• _WHAT YOU HAVE TO DO_
Below are entries; tally how many lines hold the string "FilterType" and answer with only that figure.
[DATA — start]
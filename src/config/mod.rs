//! Configuration management for ImageResizer

use std::path::Path;
use serde::{Deserialize, Serialize};
use crate::error::{Result, ResizerError};
use crate::processing::{DimensionLimits, FilterType};

pub mod request;
pub use request::*;

/// Main configuration structure
#[derive(Debug, Clone, Default, Serialize, Deserialize)]
#[serde(default)]
pub struct Config {
    /// Codec settings
    pub processing: ProcessingConfig,

    /// Logging configuration
    pub logging: LoggingConfig,
}

/// Codec configuration
#[derive(Debug, Clone, Serialize, Deserialize)]
#[serde(default)]
pub struct ProcessingConfig {
    /// Resampling filter used for every frame
    pub filter: FilterType,

    /// Quality for JPEG output (1-100)
    pub jpeg_quality: u8,

    /// Largest allowed target width or height
    pub max_dimension: u32,

    /// Largest allowed target area, in megapixels
    pub max_megapixels: u64,
}

impl ProcessingConfig {
    pub fn limits(&self) -> DimensionLimits {
        DimensionLimits::new(self.max_dimension, self.max_megapixels)
    }
}

impl Default for ProcessingConfig {
    fn default() -> Self {
        Self {
            filter: FilterType::Lanczos3,
            jpeg_quality: 90,
            max_dimension: 32768,
            max_megapixels: 500,
        }
    }
}

/// Logging configuration
#[derive(Debug, Clone, Serialize, Deserialize)]
#[serde(default)]
pub struct LoggingConfig {
    /// Log level directive (trace, debug, info, warn, error)
    pub level: String,

    /// Enable JSON logging
    pub json_format: bool,
}

impl Default for LoggingConfig {
    fn default() -> Self {
        Self {
            level: "warn".to_string(),
            json_format: false,
        }
    }
}

impl Config {
    /// Load configuration from file
    pub fn from_file<P: AsRef<Path>>(path: P) -> Result<Self> {
        let content = std::fs::read_to_string(&path)
            .map_err(|e| ResizerError::config(
                format!("Failed to read config file {:?}: {}", path.as_ref(), e)
            ))?;

        let extension = path.as_ref()
            .extension()
            .and_then(|ext| ext.to_str())
            .unwrap_or("");

        let config: Config = match extension.to_lowercase().as_str() {
            "toml" => toml::from_str(&content)?,
            "yaml" | "yml" => serde_yaml::from_str(&content)?,
            _ => return Err(ResizerError::config(
                "Unsupported config file format. Use .toml or .yaml"
            )),
        };

        config.validate()?;
        Ok(config)
    }

    /// Validate configuration
    pub fn validate(&self) -> Result<()> {
        if !(1..=100).contains(&self.processing.jpeg_quality) {
            return Err(ResizerError::config(format!(
                "JPEG quality must be between 1 and 100, got {}",
                self.processing.jpeg_quality
            )));
        }

        if self.processing.max_dimension == 0 || self.processing.max_megapixels == 0 {
            return Err(ResizerError::config("Size limits must be greater than 0"));
        }

        if self.logging.level.trim().is_empty() {
            return Err(ResizerError::config("Log level must not be empty"));
        }

        Ok(())
    }
}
[DATA — finish]
• _SOLUTION TO THE EXERCISE_
3